Particularly in consumer cases, the retention of a debtor’s car or truck with high monthly payments can be a conundrum in getting a case to successful completion. Courts are loathe to favor expenditures which are for luxury goods or which serve to perpetuate a luxury lifestyle. In re Loper, 367 B.R. 660 (Bankr. D. Colo. 2007); In re McNichols, 249 B.R. 160 (Bankr. N.D. Ill. 2000). Expensive sport utility vehicles often catch the attention of trustees and judges, and are generally luxuries that are not enjoyed by the average American family. In re Nicola, 244 B.R. 795 (Bankr. N.D. Ill. 2000), In re Zaleski, 216 B.R. 425 (Bankr. D. N.D. 1997). Likewise, a single debtor that retains multiple modes of transportation at the expense of his or her creditors is not likely to find favor with a bankruptcy court. In re Allawas, 2008 WL 6069662 (Bankr. D. S.C. 2008); In re Brown; 546 B.R. 642 (Bankr. E.D.N.C. 2016).

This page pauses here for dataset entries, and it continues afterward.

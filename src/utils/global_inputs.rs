//! Always-on window inputs.
use bevy::prelude::*;

use bevy::window::PrimaryWindow;

pub struct InputsPlugin;

impl Plugin for InputsPlugin {
    fn build(&self, app: &mut App) {
        app.add_systems(Update, handle_keyboard_input);
    }
}

/// Handles ESC to toggle between windowed and fullscreen.
/// The cursor stays visible and ungrabbed; picking needs it.
/// Fullscreen toggling is left to the browser on wasm builds.
#[cfg(not(target_arch = "wasm32"))]
pub fn handle_keyboard_input(
    keyboard: Res<ButtonInput<KeyCode>>,
    mut windows: Query<&mut Window, With<PrimaryWindow>>,
) {
    use bevy::window::{MonitorSelection, VideoModeSelection, WindowMode};

    if keyboard.just_pressed(KeyCode::Escape) {
        let Ok(mut window) = windows.single_mut() else {
            return;
        };

        window.mode = match window.mode {
            WindowMode::Windowed => {
                WindowMode::Fullscreen(MonitorSelection::Current, VideoModeSelection::Current)
            }
            _ => WindowMode::Windowed,
        };
        info!("window mode is now {:?}", window.mode);
    }
}

#[cfg(target_arch = "wasm32")]
pub fn handle_keyboard_input(
    _keyboard: Res<ButtonInput<KeyCode>>,
    _windows: Query<&mut Window, With<PrimaryWindow>>,
) {
}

The matter in question for most courts is whether a debtor has entered into a bankruptcy case in “good faith” when proposing to both retain and pay for an expensive car while discharging much of the existing unsecured debt. A court will not abide a debtor using his or her income to maintain a luxurious lifestyle at the expense of the unsecured creditors. In re Martellini, 482 B.R. 537 (Bankr. D. S.C. 2012). Most courts fail to find good faith when a debtor proposes to retain a sports car or other luxury vehicle, such as a Mercedes or Lexus. In re Nadeau, 520 B.R. 380 (Bankr. D. R.I. 2014); In re Walls, 2010 WL 2219329 (Bankr. M.D.N.C. 2010). In the Middle District of North Carolina, a debtor proposed a Chapter 13 plan retaining three vehicles subject to secured claims, most notably a 2008 Nissan Titan worth $25,375.00 that was used primarily to take trash to the dump. In re Mazzarella, 2010 WL 4452352 (Bankr. M.D.N.C. 2010). The plan proposed no dividend to unsecured claims. Id. The court denied confirmation finding the retention of the 2008 Nissan Titan to be an unnecessary luxury. Id.

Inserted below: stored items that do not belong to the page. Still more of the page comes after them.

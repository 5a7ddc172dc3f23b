// Copyright 2025 the Understory Authors
// SPDX-License-Identifier: Apache-2.0 OR MIT

//! Flat shape storage: five link fields per node in one contiguous array.

use alloc::vec::Vec;

use crate::types::NodeId;

/// One of the five link fields stored per node.
///
/// The discriminant is the field's offset within the node's record.
#[derive(Copy, Clone, Debug, Eq, PartialEq)]
pub(crate) enum Field {
    Parent = 0,
    FirstChild = 1,
    NextSibling = 2,
    LastChild = 3,
    PrevSibling = 4,
}

const FIELD_COUNT: usize = 5;

/// Stored value for an absent link. Never a valid handle.
const NONE: u32 = u32::MAX;

#[inline]
fn encode(node: Option<NodeId>) -> u32 {
    node.map_or(NONE, NodeId::to_raw)
}

#[inline]
fn decode(raw: u32) -> Option<NodeId> {
    (raw != NONE).then_some(NodeId::new(raw))
}

/// Link fields for every handle, addressed as `node * FIELD_COUNT + field`.
///
/// Record 0 belongs to the implicit root and exists from construction.
#[derive(Clone)]
pub(crate) struct ShapeStore {
    shape: Vec<u32>,
}

impl core::fmt::Debug for ShapeStore {
    fn fmt(&self, f: &mut core::fmt::Formatter<'_>) -> core::fmt::Result {
        f.debug_struct("ShapeStore")
            .field("records", &self.records())
            .finish()
    }
}

impl ShapeStore {
    pub(crate) fn with_capacity(nodes: usize) -> Self {
        let mut shape = Vec::with_capacity((nodes + 1) * FIELD_COUNT);
        shape.extend_from_slice(&[NONE; FIELD_COUNT]);
        Self { shape }
    }

    #[inline]
    fn index(node: NodeId, field: Field) -> usize {
        node.idx() * FIELD_COUNT + field as usize
    }

    /// Number of records, including the root's.
    pub(crate) fn records(&self) -> usize {
        self.shape.len() / FIELD_COUNT
    }

    #[inline]
    pub(crate) fn get(&self, node: NodeId, field: Field) -> Option<NodeId> {
        decode(self.shape[Self::index(node, field)])
    }

    #[inline]
    pub(crate) fn set(&mut self, node: NodeId, field: Field, value: Option<NodeId>) {
        self.shape[Self::index(node, field)] = encode(value);
    }

    /// Reset `node`'s record to detached and childless, growing the array if needed.
    pub(crate) fn reset(&mut self, node: NodeId) {
        let end = (node.idx() + 1) * FIELD_COUNT;
        if self.shape.len() < end {
            self.shape.resize(end, NONE);
        }
        let start = Self::index(node, Field::Parent);
        self.shape[start..end].copy_from_slice(&[NONE; FIELD_COUNT]);
    }

    pub(crate) fn parent(&self, node: NodeId) -> Option<NodeId> {
        self.get(node, Field::Parent)
    }

    pub(crate) fn first_child(&self, node: NodeId) -> Option<NodeId> {
        self.get(node, Field::FirstChild)
    }

    pub(crate) fn last_child(&self, node: NodeId) -> Option<NodeId> {
        self.get(node, Field::LastChild)
    }

    pub(crate) fn next_sibling(&self, node: NodeId) -> Option<NodeId> {
        self.get(node, Field::NextSibling)
    }

    pub(crate) fn prev_sibling(&self, node: NodeId) -> Option<NodeId> {
        self.get(node, Field::PrevSibling)
    }

    /// Snapshot of one record, for diagnostics.
    #[cfg(test)]
    pub(crate) fn record(&self, node: NodeId) -> [Option<NodeId>; FIELD_COUNT] {
        [
            self.parent(node),
            self.first_child(node),
            self.next_sibling(node),
            self.last_child(node),
            self.prev_sibling(node),
        ]
    }
}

The lesson for both consumers potentially considering bankruptcy and for bankruptcy attorneys is to carefully consider whether to retain that new truck, expensive SUV, or sportscar as part of the bankruptcy case, particularly if the plan is to discharge substantial unsecured debt without payment. Many years ago, a rule of thumb was that a debtor could not drive a car nicer than the bankruptcy judge, but that rule likely still holds true in most courtrooms today. If a debtor wants to retain “luxury” items, some kind of payment on the unsecured debt should be proposed.
Put another way, pigs get fat and hogs get slaughtered.